╭─ Recorded information
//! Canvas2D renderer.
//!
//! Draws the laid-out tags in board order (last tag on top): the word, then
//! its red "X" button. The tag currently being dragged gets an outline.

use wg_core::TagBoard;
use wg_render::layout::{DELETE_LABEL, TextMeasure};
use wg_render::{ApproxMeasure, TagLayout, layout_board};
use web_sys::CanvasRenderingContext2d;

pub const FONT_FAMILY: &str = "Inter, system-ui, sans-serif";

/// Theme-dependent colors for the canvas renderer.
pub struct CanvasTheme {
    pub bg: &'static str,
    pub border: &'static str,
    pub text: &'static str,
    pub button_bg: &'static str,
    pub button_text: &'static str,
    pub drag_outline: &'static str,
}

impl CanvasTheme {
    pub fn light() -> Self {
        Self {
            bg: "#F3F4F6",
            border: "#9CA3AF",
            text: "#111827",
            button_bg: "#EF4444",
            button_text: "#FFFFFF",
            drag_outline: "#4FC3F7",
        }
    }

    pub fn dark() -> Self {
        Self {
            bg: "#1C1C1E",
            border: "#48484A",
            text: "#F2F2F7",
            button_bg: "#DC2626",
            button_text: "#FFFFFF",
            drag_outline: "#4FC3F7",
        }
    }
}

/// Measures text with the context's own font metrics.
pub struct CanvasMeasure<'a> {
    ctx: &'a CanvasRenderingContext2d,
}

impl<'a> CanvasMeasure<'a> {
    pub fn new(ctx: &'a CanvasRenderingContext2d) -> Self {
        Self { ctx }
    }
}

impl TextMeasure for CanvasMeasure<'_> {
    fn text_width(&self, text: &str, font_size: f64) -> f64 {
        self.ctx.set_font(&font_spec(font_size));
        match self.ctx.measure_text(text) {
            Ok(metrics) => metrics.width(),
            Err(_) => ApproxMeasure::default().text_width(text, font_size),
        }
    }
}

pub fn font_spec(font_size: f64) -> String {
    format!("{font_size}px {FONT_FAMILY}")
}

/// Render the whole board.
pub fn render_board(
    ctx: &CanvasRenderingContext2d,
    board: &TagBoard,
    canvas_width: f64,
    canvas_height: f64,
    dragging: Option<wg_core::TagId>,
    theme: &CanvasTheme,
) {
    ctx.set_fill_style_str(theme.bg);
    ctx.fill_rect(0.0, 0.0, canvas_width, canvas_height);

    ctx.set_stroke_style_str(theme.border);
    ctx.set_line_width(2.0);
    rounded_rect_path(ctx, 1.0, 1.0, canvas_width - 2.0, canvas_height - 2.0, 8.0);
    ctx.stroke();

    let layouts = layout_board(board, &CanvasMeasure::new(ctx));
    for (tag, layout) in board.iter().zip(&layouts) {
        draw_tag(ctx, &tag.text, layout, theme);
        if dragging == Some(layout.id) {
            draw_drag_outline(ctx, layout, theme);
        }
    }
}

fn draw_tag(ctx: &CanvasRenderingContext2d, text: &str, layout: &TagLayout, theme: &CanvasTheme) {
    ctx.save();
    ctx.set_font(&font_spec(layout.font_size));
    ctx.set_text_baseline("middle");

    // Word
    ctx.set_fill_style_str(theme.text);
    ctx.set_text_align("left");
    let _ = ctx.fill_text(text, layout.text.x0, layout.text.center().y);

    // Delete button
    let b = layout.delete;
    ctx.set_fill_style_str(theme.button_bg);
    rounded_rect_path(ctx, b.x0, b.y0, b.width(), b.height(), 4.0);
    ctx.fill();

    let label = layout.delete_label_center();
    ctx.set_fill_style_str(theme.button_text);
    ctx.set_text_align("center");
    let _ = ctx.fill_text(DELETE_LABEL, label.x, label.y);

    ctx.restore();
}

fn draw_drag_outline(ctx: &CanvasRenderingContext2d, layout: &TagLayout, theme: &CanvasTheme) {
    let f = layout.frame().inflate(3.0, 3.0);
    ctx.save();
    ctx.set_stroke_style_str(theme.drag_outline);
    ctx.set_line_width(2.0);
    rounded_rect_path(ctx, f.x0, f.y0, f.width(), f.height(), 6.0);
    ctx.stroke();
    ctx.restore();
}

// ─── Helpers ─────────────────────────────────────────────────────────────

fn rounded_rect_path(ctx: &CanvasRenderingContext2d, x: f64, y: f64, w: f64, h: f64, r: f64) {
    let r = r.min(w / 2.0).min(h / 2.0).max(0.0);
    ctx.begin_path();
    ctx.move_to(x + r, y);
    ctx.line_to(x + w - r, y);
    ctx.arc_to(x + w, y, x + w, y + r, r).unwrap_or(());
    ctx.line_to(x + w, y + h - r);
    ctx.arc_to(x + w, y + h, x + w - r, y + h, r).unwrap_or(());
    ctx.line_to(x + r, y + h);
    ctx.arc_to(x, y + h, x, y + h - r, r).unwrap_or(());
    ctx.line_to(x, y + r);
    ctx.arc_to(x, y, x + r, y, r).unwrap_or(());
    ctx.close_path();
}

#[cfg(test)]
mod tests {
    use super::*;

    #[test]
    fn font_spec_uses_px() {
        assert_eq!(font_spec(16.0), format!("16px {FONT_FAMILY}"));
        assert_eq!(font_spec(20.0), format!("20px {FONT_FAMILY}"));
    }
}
╰─
- **Description of the task**
Your answer should be the exact lines above from the one with "pub button_text: &'static" through the one with "let layouts = layout_board(board, &CanvasMeasure::new(ctx));", both included, and nothing besides.

- **Exercise solution**
    pub button_text: &'static str,
    pub drag_outline: &'static str,
}

impl CanvasTheme {
    pub fn light() -> Self {
        Self {
            bg: "#F3F4F6",
            border: "#9CA3AF",
            text: "#111827",
            button_bg: "#EF4444",
            button_text: "#FFFFFF",
            drag_outline: "#4FC3F7",
        }
    }

    pub fn dark() -> Self {
        Self {
            bg: "#1C1C1E",
            border: "#48484A",
            text: "#F2F2F7",
            button_bg: "#DC2626",
            button_text: "#FFFFFF",
            drag_outline: "#4FC3F7",
        }
    }
}

/// Measures text with the context's own font metrics.
pub struct CanvasMeasure<'a> {
    ctx: &'a CanvasRenderingContext2d,
}

impl<'a> CanvasMeasure<'a> {
    pub fn new(ctx: &'a CanvasRenderingContext2d) -> Self {
        Self { ctx }
    }
}

impl TextMeasure for CanvasMeasure<'_> {
    fn text_width(&self, text: &str, font_size: f64) -> f64 {
        self.ctx.set_font(&font_spec(font_size));
        match self.ctx.measure_text(text) {
            Ok(metrics) => metrics.width(),
            Err(_) => ApproxMeasure::default().text_width(text, font_size),
        }
    }
}

pub fn font_spec(font_size: f64) -> String {
    format!("{font_size}px {FONT_FAMILY}")
}

/// Render the whole board.
pub fn render_board(
    ctx: &CanvasRenderingContext2d,
    board: &TagBoard,
    canvas_width: f64,
    canvas_height: f64,
    dragging: Option<wg_core::TagId>,
    theme: &CanvasTheme,
) {
    ctx.set_fill_style_str(theme.bg);
    ctx.fill_rect(0.0, 0.0, canvas_width, canvas_height);

    ctx.set_stroke_style_str(theme.border);
    ctx.set_line_width(2.0);
    rounded_rect_path(ctx, 1.0, 1.0, canvas_width - 2.0, canvas_height - 2.0, 8.0);
    ctx.stroke();

    let layouts = layout_board(board, &CanvasMeasure::new(ctx));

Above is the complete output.